▸ **Records to process**
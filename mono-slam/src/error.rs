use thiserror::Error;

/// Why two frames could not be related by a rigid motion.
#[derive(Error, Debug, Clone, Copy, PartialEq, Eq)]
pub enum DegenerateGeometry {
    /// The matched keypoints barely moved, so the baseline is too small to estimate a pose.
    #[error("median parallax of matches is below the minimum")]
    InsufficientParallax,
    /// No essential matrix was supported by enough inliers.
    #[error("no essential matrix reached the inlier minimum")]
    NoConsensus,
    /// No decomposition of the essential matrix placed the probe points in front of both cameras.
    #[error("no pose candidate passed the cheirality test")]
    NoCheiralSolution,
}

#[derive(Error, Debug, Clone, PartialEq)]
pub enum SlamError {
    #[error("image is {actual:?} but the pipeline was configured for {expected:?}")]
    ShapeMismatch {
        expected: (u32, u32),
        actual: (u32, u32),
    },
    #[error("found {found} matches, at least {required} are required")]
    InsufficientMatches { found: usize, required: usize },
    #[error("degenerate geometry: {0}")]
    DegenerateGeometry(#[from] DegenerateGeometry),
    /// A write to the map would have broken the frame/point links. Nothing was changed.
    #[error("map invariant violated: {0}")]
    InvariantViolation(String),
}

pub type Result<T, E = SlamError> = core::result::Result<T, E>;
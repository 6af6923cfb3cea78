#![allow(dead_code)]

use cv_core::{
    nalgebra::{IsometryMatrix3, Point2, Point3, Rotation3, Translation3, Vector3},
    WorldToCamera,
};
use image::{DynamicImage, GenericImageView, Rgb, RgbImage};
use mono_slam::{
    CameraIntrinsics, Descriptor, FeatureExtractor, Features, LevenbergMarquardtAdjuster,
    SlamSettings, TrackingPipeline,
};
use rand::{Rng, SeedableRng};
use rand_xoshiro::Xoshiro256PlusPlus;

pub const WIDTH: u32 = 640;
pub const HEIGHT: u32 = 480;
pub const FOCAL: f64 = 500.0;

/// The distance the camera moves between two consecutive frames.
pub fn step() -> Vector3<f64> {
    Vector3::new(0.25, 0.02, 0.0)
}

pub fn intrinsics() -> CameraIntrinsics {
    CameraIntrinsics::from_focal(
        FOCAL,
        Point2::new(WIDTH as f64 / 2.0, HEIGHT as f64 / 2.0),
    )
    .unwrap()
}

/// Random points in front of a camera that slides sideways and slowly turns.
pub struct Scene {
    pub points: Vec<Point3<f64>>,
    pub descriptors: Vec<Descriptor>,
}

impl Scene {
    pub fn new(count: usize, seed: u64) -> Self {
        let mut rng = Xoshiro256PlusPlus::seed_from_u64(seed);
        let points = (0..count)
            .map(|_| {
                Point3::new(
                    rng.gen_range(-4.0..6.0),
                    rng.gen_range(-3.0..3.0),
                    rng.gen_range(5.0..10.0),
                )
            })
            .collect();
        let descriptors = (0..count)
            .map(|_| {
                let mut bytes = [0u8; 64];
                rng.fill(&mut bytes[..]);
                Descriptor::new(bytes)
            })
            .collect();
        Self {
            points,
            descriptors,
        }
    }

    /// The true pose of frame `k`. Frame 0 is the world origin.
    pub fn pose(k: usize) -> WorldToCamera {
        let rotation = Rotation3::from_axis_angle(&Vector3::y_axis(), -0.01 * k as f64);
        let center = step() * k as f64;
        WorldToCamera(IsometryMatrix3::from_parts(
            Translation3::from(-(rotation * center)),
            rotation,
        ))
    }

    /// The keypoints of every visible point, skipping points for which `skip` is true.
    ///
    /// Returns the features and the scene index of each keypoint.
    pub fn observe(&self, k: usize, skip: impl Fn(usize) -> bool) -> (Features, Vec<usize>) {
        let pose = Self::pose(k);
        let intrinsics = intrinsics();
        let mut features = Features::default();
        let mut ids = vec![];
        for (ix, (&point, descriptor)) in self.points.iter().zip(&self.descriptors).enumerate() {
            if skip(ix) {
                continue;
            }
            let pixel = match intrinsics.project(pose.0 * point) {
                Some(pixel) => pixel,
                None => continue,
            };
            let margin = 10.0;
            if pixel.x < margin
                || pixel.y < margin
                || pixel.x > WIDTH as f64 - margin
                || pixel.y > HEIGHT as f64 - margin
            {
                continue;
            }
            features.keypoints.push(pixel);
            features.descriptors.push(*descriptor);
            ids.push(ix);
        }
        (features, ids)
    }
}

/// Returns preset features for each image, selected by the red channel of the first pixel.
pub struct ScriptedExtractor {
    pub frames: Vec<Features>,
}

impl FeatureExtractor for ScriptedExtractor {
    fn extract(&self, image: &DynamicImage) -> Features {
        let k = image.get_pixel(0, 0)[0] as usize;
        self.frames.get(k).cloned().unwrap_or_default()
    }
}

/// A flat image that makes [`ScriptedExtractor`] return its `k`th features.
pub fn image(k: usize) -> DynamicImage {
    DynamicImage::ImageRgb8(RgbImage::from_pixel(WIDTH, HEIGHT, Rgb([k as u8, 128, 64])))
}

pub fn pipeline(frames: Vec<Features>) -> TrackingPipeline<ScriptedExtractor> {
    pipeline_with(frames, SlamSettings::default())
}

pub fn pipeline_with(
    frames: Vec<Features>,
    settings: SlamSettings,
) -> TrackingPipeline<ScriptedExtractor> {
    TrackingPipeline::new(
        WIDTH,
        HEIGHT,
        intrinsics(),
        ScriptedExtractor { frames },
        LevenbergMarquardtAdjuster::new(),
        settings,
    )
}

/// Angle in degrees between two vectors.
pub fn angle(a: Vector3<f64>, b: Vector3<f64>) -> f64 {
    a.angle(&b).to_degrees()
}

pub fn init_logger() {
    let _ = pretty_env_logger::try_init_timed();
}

▸ **What you should do**
Copy out all lines from the material above that contain the string "minimum".

▸ **Solution to this task**
    #[error("median parallax of matches is below the minimum")]
    #[error("no essential matrix reached the inlier minimum")]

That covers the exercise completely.